The program started two to three years ago, and the students earn a certificate from Peace Corps. The certificate provides them with a stronger application to Peace Corps itself if they apply. It is also a credential for the student’s resume, no matter what job the student may pursue. The first students to finish Peace Corps Prep so far have gone on to Peace Corps, AmeriCorps, teaching, nonprofits, and law school.
We have experienced growth in that in terms of enrollment, with about 40 to 50 current students in the program. We actually had someone choose ISU because of the Peace Corps Prep program, and others have noted it as a factor. One of the reasons for establishing the program was to help with recruitment for ISU.
Once these prep program students finish their Peace Corps service, can they circulate back into our graduate program?
That is correct.
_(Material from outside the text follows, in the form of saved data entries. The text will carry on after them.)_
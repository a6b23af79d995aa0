//! Test utilities shared across the crate.
//!
//! This module is only compiled during tests (`#[cfg(test)]`).

use std::sync::atomic::{AtomicUsize, Ordering};
use std::sync::{Arc, Mutex};
use std::time::Duration;

use async_trait::async_trait;

use crate::core::mapping::FeatureModuleMap;
use crate::modules::{FeatureModule, ModuleError, ModuleManager, ModuleRegistry};
use crate::navigation::Navigator;

/// How a [`ScriptedModule`] responds to `activate`.
#[derive(Clone, Copy)]
pub enum Behavior {
    Succeed,
    Fail(fn() -> ModuleError),
    /// Fail with an I/O error on the first `n` activations, then succeed.
    FailFirst(usize),
    Delay(Duration),
    Panic,
}

/// A module that counts its hook calls and activates according to a script.
/// `deactivate` always succeeds.
pub struct ScriptedModule {
    behavior: Behavior,
    activations: AtomicUsize,
    deactivations: AtomicUsize,
}

impl ScriptedModule {
    pub fn new(behavior: Behavior) -> Self {
        Self {
            behavior,
            activations: AtomicUsize::new(0),
            deactivations: AtomicUsize::new(0),
        }
    }

    pub fn activations(&self) -> usize {
        self.activations.load(Ordering::SeqCst)
    }

    pub fn deactivations(&self) -> usize {
        self.deactivations.load(Ordering::SeqCst)
    }
}

#[async_trait]
impl FeatureModule for ScriptedModule {
    async fn activate(&self) -> Result<(), ModuleError> {
        let prior = self.activations.fetch_add(1, Ordering::SeqCst);
        match self.behavior {
            Behavior::Succeed => Ok(()),
            Behavior::Fail(make) => Err(make()),
            Behavior::FailFirst(n) if prior < n => {
                Err(ModuleError::Io(std::io::Error::other("scripted failure")))
            }
            Behavior::FailFirst(_) => Ok(()),
            Behavior::Delay(delay) => {
                tokio::time::sleep(delay).await;
                Ok(())
            }
            Behavior::Panic => panic!("scripted panic"),
        }
    }

    async fn deactivate(&self) -> Result<(), ModuleError> {
        self.deactivations.fetch_add(1, Ordering::SeqCst);
        Ok(())
    }
}

/// A manager over the default mapping whose "Module01" is a [`ScriptedModule`].
pub fn manager_with(behavior: Behavior) -> (ModuleManager, Arc<ScriptedModule>) {
    let module = Arc::new(ScriptedModule::new(behavior));
    let mut registry = ModuleRegistry::with_defaults();
    registry.register("Module01", module.clone());
    (
        ModuleManager::new(registry, FeatureModuleMap::default()),
        module,
    )
}

/// Records every navigation call as a route string.
#[derive(Default)]
pub struct RecordingNavigator {
    routes: Mutex<Vec<String>>,
}

impl RecordingNavigator {
    pub fn routes(&self) -> Vec<String> {
        self.routes.lock().map(|r| r.clone()).unwrap_or_default()
    }
}

impl Navigator for RecordingNavigator {
    fn navigate_to(&self, route: &str) {
        if let Ok(mut routes) = self.routes.lock() {
            routes.push(route.to_string());
        }
    }

    fn navigate_home_clearing_history(&self) {
        self.navigate_to(crate::navigation::HOME_ROUTE);
    }
}
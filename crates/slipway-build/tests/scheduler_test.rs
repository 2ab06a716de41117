mod common;

use common::{StubDocker, unit, unit_with_tags};
use slipway_build::{CancelToken, RunConfig, run, run_with_token};
use std::time::{Duration, Instant};

fn config(stub: &StubDocker, push: bool, parallel: Option<usize>, only: Option<&str>) -> RunConfig {
    RunConfig::new(push, true, parallel, only.map(str::to_string))
        .with_docker_bin(stub.bin.to_string_lossy())
        .with_poll_interval(Duration::from_millis(10))
}

#[tokio::test]
async fn test_sequential_all_success_in_manifest_order() {
    let stub = StubDocker::ok();
    let units = [unit("a"), unit("b"), unit("c")];

    let code = run(&units, &config(&stub, false, None, None)).await;

    assert_eq!(code, 0);
    let calls = stub.invocations();
    assert_eq!(calls.len(), 3);
    assert!(calls[0].contains("--tag=a:latest"));
    assert!(calls[1].contains("--tag=b:latest"));
    assert!(calls[2].contains("--tag=c:latest"));
}

#[tokio::test]
async fn test_sequential_stops_after_first_failure() {
    // A builds, B fails with 1, C must never be attempted.
    let stub = StubDocker::new(r#"case "$*" in *--tag=b:latest*) exit 1;; esac"#);
    let units = [unit("a"), unit("b"), unit("c")];

    let code = run(&units, &config(&stub, false, None, None)).await;

    assert_eq!(code, 1);
    let calls = stub.invocations();
    assert_eq!(calls.len(), 2);
    assert!(calls[1].contains("--tag=b:latest"));
    assert!(!calls.iter().any(|call| call.contains("c:latest")));
}

#[tokio::test]
async fn test_push_runs_after_build_in_tag_order() {
    let stub = StubDocker::ok();
    let units = [unit_with_tags("a", &["v1", "v2"])];

    let code = run(&units, &config(&stub, true, None, None)).await;

    assert_eq!(code, 0);
    let calls = stub.invocations();
    assert_eq!(calls.len(), 3);
    assert!(calls[0].starts_with("build"));
    assert_eq!(calls[1], "push a:v1");
    assert_eq!(calls[2], "push a:v2");
}

#[tokio::test]
async fn test_push_stops_at_first_failing_tag() {
    let stub = StubDocker::new(r#"case "$1:$2" in push:a:v2) exit 5;; esac"#);
    let units = [unit_with_tags("a", &["v1", "v2", "v3"])];

    let code = run(&units, &config(&stub, true, None, None)).await;

    assert_eq!(code, 5);
    let calls = stub.invocations();
    assert_eq!(calls.len(), 3);
    assert_eq!(calls[2], "push a:v2");
    assert!(!calls.iter().any(|call| call.contains("a:v3")));
}

#[tokio::test]
async fn test_build_failure_skips_push() {
    let stub = StubDocker::new(r#"case "$1" in build) exit 3;; esac"#);
    let units = [unit("a")];

    let code = run(&units, &config(&stub, true, None, None)).await;

    assert_eq!(code, 3);
    assert_eq!(stub.invocations().len(), 1);
}

#[tokio::test]
async fn test_parallel_pool_runs_units_concurrently() {
    // Three half-second builds through a three-slot pool finish well
    // under the sequential 1.5s floor.
    let stub = StubDocker::new("sleep 0.5");
    let units = [unit("a"), unit("b"), unit("c")];

    let start = Instant::now();
    let code = run(&units, &config(&stub, false, Some(3), None)).await;

    assert_eq!(code, 0);
    assert!(start.elapsed() < Duration::from_millis(1300));
    assert_eq!(stub.invocations().len(), 3);
}

#[tokio::test]
async fn test_parallel_failure_stops_queued_units() {
    // Single slot: A's failure cancels the run before B or C get a
    // worker, and the exit code is A's.
    let stub = StubDocker::new(r#"case "$*" in *--tag=a:latest*) exit 4;; esac"#);
    let units = [unit("a"), unit("b"), unit("c")];

    let code = run(&units, &config(&stub, false, Some(1), None)).await;

    assert_eq!(code, 4);
    let calls = stub.invocations();
    assert_eq!(calls.len(), 1);
    assert!(calls[0].contains("--tag=a:latest"));
}

#[tokio::test]
async fn test_parallel_push_failure_reports_first_failure_code() {
    // Both builds succeed; A's only push fails. The sibling's outcome
    // contributes nothing: the recorded code is A's.
    let stub = StubDocker::new(r#"case "$1:$2" in push:a:latest) exit 9;; esac"#);
    let units = [unit("a"), unit("b")];

    let code = run(&units, &config(&stub, true, Some(2), None)).await;

    assert_eq!(code, 9);
}

#[tokio::test]
async fn test_container_filter_disables_parallelism() {
    let stub = StubDocker::ok();
    let units = [unit("a"), unit("b")];

    let config = config(&stub, false, Some(4), Some("b"));
    assert!(config.parallel.is_none());

    let code = run(&units, &config).await;

    assert_eq!(code, 0);
    let calls = stub.invocations();
    assert_eq!(calls.len(), 1);
    assert!(calls[0].contains("--tag=b:latest"));
}

#[tokio::test]
async fn test_cancelled_run_dispatches_nothing() {
    let stub = StubDocker::ok();
    let units = [unit("a"), unit("b")];
    let token = CancelToken::new();
    token.request(None);

    let code = run_with_token(&units, &config(&stub, false, None, None), &token).await;

    assert_eq!(code, 0);
    assert!(stub.invocations().is_empty());
}

#[tokio::test]
async fn test_operator_cancellation_is_not_a_failure() {
    // A long build killed by cancellation must exit 0: nobody failed.
    let stub = StubDocker::new("sleep 30");
    let units = [unit("a")];
    let token = CancelToken::new();

    let canceller = token.clone();
    tokio::spawn(async move {
        tokio::time::sleep(Duration::from_millis(100)).await;
        canceller.request(None);
    });

    let start = Instant::now();
    let code = run_with_token(&units, &config(&stub, false, None, None), &token).await;

    assert_eq!(code, 0);
    assert!(start.elapsed() < Duration::from_secs(5));
}
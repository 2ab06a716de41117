//! Run scheduling: sequential loop or bounded worker pool
//!
//! Sequential mode guarantees manifest order and stops dispatching at
//! the first failure. Parallel mode admits every selected unit into a
//! `JoinSet` gated by a semaphore of `parallel` slots; admission checks
//! the cancellation token, and already-admitted units are never
//! force-aborted except through their own subprocess being killed.
//! Termination signals are wired to the token in parallel mode only:
//! the sequential loop observes cancellation at every unit boundary,
//! while parallel workers would otherwise never see a signal arriving
//! while all of them are blocked polling subprocesses.

use crate::cancel::CancelToken;
use crate::error::{BuildError, Result};
use crate::executor::execute_unit;
use crate::runner::DEFAULT_POLL_INTERVAL;
use slipway_core::BuildUnit;
use std::sync::Arc;
use std::time::Duration;
use tokio::signal::unix::{SignalKind, signal};
use tokio::sync::Semaphore;
use tokio::task::JoinSet;
use tracing::{debug, error, info};

/// Environment variable overriding the docker binary (e.g. `podman`).
pub const DOCKER_BIN_ENV: &str = "SLIPWAY_DOCKER";

/// Read-only configuration for one run, built from the CLI invocation.
#[derive(Debug, Clone)]
pub struct RunConfig {
    /// Push every tag after a successful build.
    pub push: bool,
    /// Discard docker output instead of inheriting it.
    pub silent: bool,
    /// Bounded worker count; `None` runs sequentially.
    pub parallel: Option<usize>,
    /// Restrict the run to a single unit by name.
    pub only: Option<String>,
    /// Binary invoked for build and push.
    pub docker_bin: String,
    /// Subprocess poll cadence.
    pub poll_interval: Duration,
}

impl RunConfig {
    /// Build a run configuration, applying the filter-wins rule: a
    /// single-unit filter disables parallelism. Announcing the dropped
    /// parallelism to the operator is the caller's job.
    pub fn new(push: bool, silent: bool, parallel: Option<usize>, only: Option<String>) -> Self {
        let parallel = if only.is_some() { None } else { parallel };

        Self {
            push,
            silent,
            parallel,
            only,
            docker_bin: std::env::var(DOCKER_BIN_ENV).unwrap_or_else(|_| "docker".to_string()),
            poll_interval: DEFAULT_POLL_INTERVAL,
        }
    }

    pub fn with_docker_bin(mut self, docker_bin: impl Into<String>) -> Self {
        self.docker_bin = docker_bin.into();
        self
    }

    pub fn with_poll_interval(mut self, poll_interval: Duration) -> Self {
        self.poll_interval = poll_interval;
        self
    }
}

/// Run every selected unit and return the process exit code: the first
/// recorded failure code, or 0 on full success or clean cancellation.
pub async fn run(units: &[BuildUnit], config: &RunConfig) -> i32 {
    let token = CancelToken::new();
    run_with_token(units, config, &token).await
}

/// [`run`] against a caller-supplied cancellation token.
pub async fn run_with_token(units: &[BuildUnit], config: &RunConfig, token: &CancelToken) -> i32 {
    let selected: Vec<&BuildUnit> = match &config.only {
        Some(name) => units.iter().filter(|u| &u.name == name).collect(),
        None => units.iter().collect(),
    };

    match config.parallel {
        Some(count) => {
            if let Err(e) = run_parallel(&selected, config, token, count).await {
                error!(error = %e, "Parallel run aborted");
                token.request(Some(1));
            }
        }
        None => run_sequential(&selected, config, token).await,
    }

    token.exit_code().unwrap_or(0)
}

async fn run_sequential(units: &[&BuildUnit], config: &RunConfig, token: &CancelToken) {
    for unit in units {
        if token.is_cancelled() {
            debug!("Cancelled, not dispatching further units");
            return;
        }

        if !execute_unit(unit, config, token).await {
            error!(unit = %unit.name, "Build for container failed, stopping run");
            return;
        }
    }
}

async fn run_parallel(
    units: &[&BuildUnit],
    config: &RunConfig,
    token: &CancelToken,
    count: usize,
) -> Result<()> {
    info!(workers = count, "Running builds in parallel");

    let signals = spawn_signal_listener(token.clone())?;
    let slots = Arc::new(Semaphore::new(count.max(1)));
    let mut pool = JoinSet::new();

    for unit in units {
        if token.is_cancelled() {
            debug!("Cancelled, not admitting further units");
            break;
        }

        let slots = Arc::clone(&slots);
        let config = config.clone();
        let token = token.clone();
        let unit = (*unit).clone();
        pool.spawn(async move {
            let _slot = match slots.acquire_owned().await {
                Ok(slot) => slot,
                // The semaphore is never closed; treat it as a skip.
                Err(_) => return,
            };
            execute_unit(&unit, &config, &token).await;
        });
    }

    while let Some(joined) = pool.join_next().await {
        if let Err(e) = joined {
            error!(error = %e, "Worker task panicked");
            token.request(Some(1));
        }
    }

    signals.abort();
    Ok(())
}

/// Translate SIGINT/SIGTERM/SIGQUIT into a clean cancellation request.
fn spawn_signal_listener(token: CancelToken) -> Result<tokio::task::JoinHandle<()>> {
    let mut interrupt = signal(SignalKind::interrupt()).map_err(BuildError::Signal)?;
    let mut terminate = signal(SignalKind::terminate()).map_err(BuildError::Signal)?;
    let mut quit = signal(SignalKind::quit()).map_err(BuildError::Signal)?;

    Ok(tokio::spawn(async move {
        let name = tokio::select! {
            _ = interrupt.recv() => "SIGINT",
            _ = terminate.recv() => "SIGTERM",
            _ = quit.recv() => "SIGQUIT",
        };
        info!(signal = name, "Received termination signal, stopping run");
        token.request(None);
    }))
}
That’s an intended consequence. There are attributes here that would bring a service-minded person back to campus.
Are grants still important to the funding of the center?
Yes, the host organizations who welcome students for the second year pay an administrative piece. That’s the basic way in which funding is provided. Then we have a grant that allows some students to serve as AmeriCorps members and earn an education award. And the jail research project brings in grant funding as do some of our other projects.
Why do you think it’s important that the University has this center? Why is it important to the University’s mission?
I’ll go to the strategic plan, Educate • Connect • Elevate, where civic engagement is one of the core values. The University values civic engagement. We are an example of civic engagement and have been for 25 years.
Personally, I would go one step farther and say that any university hosted by a community has an obligation to provide service back to its host. I think direct service back is a useful piece of what a university claims as its mission, and we see ourselves as helping ISU meet that goal and execute that value.